Be that as it may, lower court judges are typically not permitted to disregard binding precedent because they happen to think it wrong or ill-advised; they are normally bound by it regardless, according to the principle sometimes called “vertical stare decisis” (“to stand by things decided” in order to confuse non-lawyers.
The Court acknowledged this constraint, and noted that departing from clear and binding precedent should only be done with caution and for compelling reasons (para 118). However, the Court here drew upon some recent decisions of the Supreme Court itself (most notably Bedford and Carter) in which the top Court effectively overruled its own precedents from a few decades prior. In those cases, the Supreme Court found that lower courts may also depart from binding precedent, where either (1) a new legal issue is raised, or (2) there is a change in the circumstances or evidence that “fundamentally shifts the parameters of the debate.”
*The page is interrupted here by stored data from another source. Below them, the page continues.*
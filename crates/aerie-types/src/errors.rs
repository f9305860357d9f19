//! # Error Types
//!
//! Defines the error taxonomy shared by the container, configuration and
//! registry layers.
//!
//! Every variant names the offending key/parameter/service and the types
//! involved so a fatal error can be reported without further context.

use thiserror::Error;

/// Errors raised by [`crate::Bag`] lookups and insertions.
#[derive(Debug, Clone, PartialEq, Eq, Error)]
pub enum BagError {
    /// Nothing stored under the requested key.
    #[error("Nothing in the bag with the name '{key}' when looking for type '{requested}'")]
    KeyNotFound { key: String, requested: String },

    /// Something is stored under the key, but not viewable as the requested type.
    #[error("Found bag member '{key}' of type '{stored}' but it isn't the requested type '{requested}'")]
    TypeMismatch {
        key: String,
        stored: String,
        requested: String,
    },

    /// The key is already taken and the bag's policy forbids overwriting.
    #[error("Bag member '{key}' already exists. Cannot put type '{attempted}' with that key")]
    DuplicateKey { key: String, attempted: String },
}

/// Errors raised while declaring, setting or reading configuration parameters.
#[derive(Debug, Clone, PartialEq, Eq, Error)]
pub enum ConfigurationError {
    /// A parameter with this name was already declared.
    #[error("Duplicate parameter '{name}' when adding a parameter of type '{kind}'")]
    DuplicateParameter { name: String, kind: String },

    /// The parameter was never declared.
    #[error("Parameter '{name}' not found when accessing a parameter of type '{requested}'")]
    UndeclaredParameter { name: String, requested: String },

    /// The declared type cannot be converted to/from the requested type.
    #[error("Parameter '{name}' is declared as '{declared}', cannot convert to/from '{requested}'")]
    TypeMismatch {
        name: String,
        declared: String,
        requested: String,
    },

    /// Declared without a default and never set.
    #[error("Parameter '{name}' has no default value and wasn't set. Looking for type '{requested}'")]
    ParameterNotSet { name: String, requested: String },

    /// Text could not be decoded into the declared type.
    #[error("Could not decode '{text}' as '{kind}' for parameter '{name}'")]
    Decode {
        name: String,
        kind: String,
        text: String,
    },
}

/// Errors raised by the [`crate::ServiceRegistry`].
#[derive(Debug, Clone, PartialEq, Eq, Error)]
pub enum RegistryError {
    /// The (interface, name) pair is already bound.
    #[error("Service with name '{name}' already registered for interface '{interface}'")]
    DuplicateRegistration { interface: String, name: String },

    /// No instance bound under the requested name.
    #[error("Couldn't find service to satisfy type '{interface}' and named '{name}'")]
    ServiceNotFound { interface: String, name: String },

    /// Anonymous resolve with zero, or several undesignated, candidates.
    #[error("Cannot resolve an anonymous '{interface}': candidates {candidates:?} and no default designated")]
    AmbiguousOrMissing {
        interface: String,
        candidates: Vec<String>,
    },

    /// Registration attempted after the registry was sealed.
    #[error("Registry is sealed; cannot register '{name}' for interface '{interface}'")]
    RegistrationClosed { interface: String, name: String },
}

/// Framework-wide error used by the service lifecycle and by processing units.
#[derive(Debug, Error)]
pub enum NestError {
    #[error("Bag error: {0}")]
    Bag(#[from] BagError),

    #[error("Configuration error: {0}")]
    Configuration(#[from] ConfigurationError),

    #[error("Registry error: {0}")]
    Registry(#[from] RegistryError),

    /// A component reported a failure of its own.
    #[error("[{component}] {message}")]
    Component { component: String, message: String },

    #[error(transparent)]
    Other(#[from] anyhow::Error),
}

impl NestError {
    /// Shorthand for a component-level failure.
    pub fn component(component: impl Into<String>, message: impl Into<String>) -> Self {
        Self::Component {
            component: component.into(),
            message: message.into(),
        }
    }
}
The Court in Comeau found that while the first rationale did not apply, Gold Seal could be reconsidered on the basis of the second, “new evidence” exception. What was that new evidence? A bunch of historical information about the original purposes and meaning of the provision in question.
Of course, this is not exactly new evidence. It’s the opposite of new evidence. It’s very old evidence. But it was new to the court, as far as can be told from the previous judgments, and therefore, in this Court’s view, provided sufficient license to disregard cases like Gold Seal. This new-old evidence “allows this Court to proceed with its analysis and indeed mandates that it do so”(at para 125).
There is lots to mull over in this judgment. Leaving aside other substantive discussions on interesting issues of law, the case even included the “shocking allegation” that certain Supreme Court judges from the Gold Seal era had met with and been influenced by the then-minister of justice, prior to issuing their ruling in that case. This section of the judgment was particularly gripping and dramatic, albeit I am sure only in relative terms (sadly for me, one does not typically encounter scandalous accusations of high-political intrigue in constitutional law cases).
In any event, given its potentially vast implications (discussed by Marni Soupcoff here, and by the Court at paras 150-165), one suspects that more attention will paid to this decision – and the type of constitutional analysis underlying it – moving forward.
But in the meantime, if you’re in Canada and approve of the free flow of booze across provincial borders: thank an originalist, if you can find one.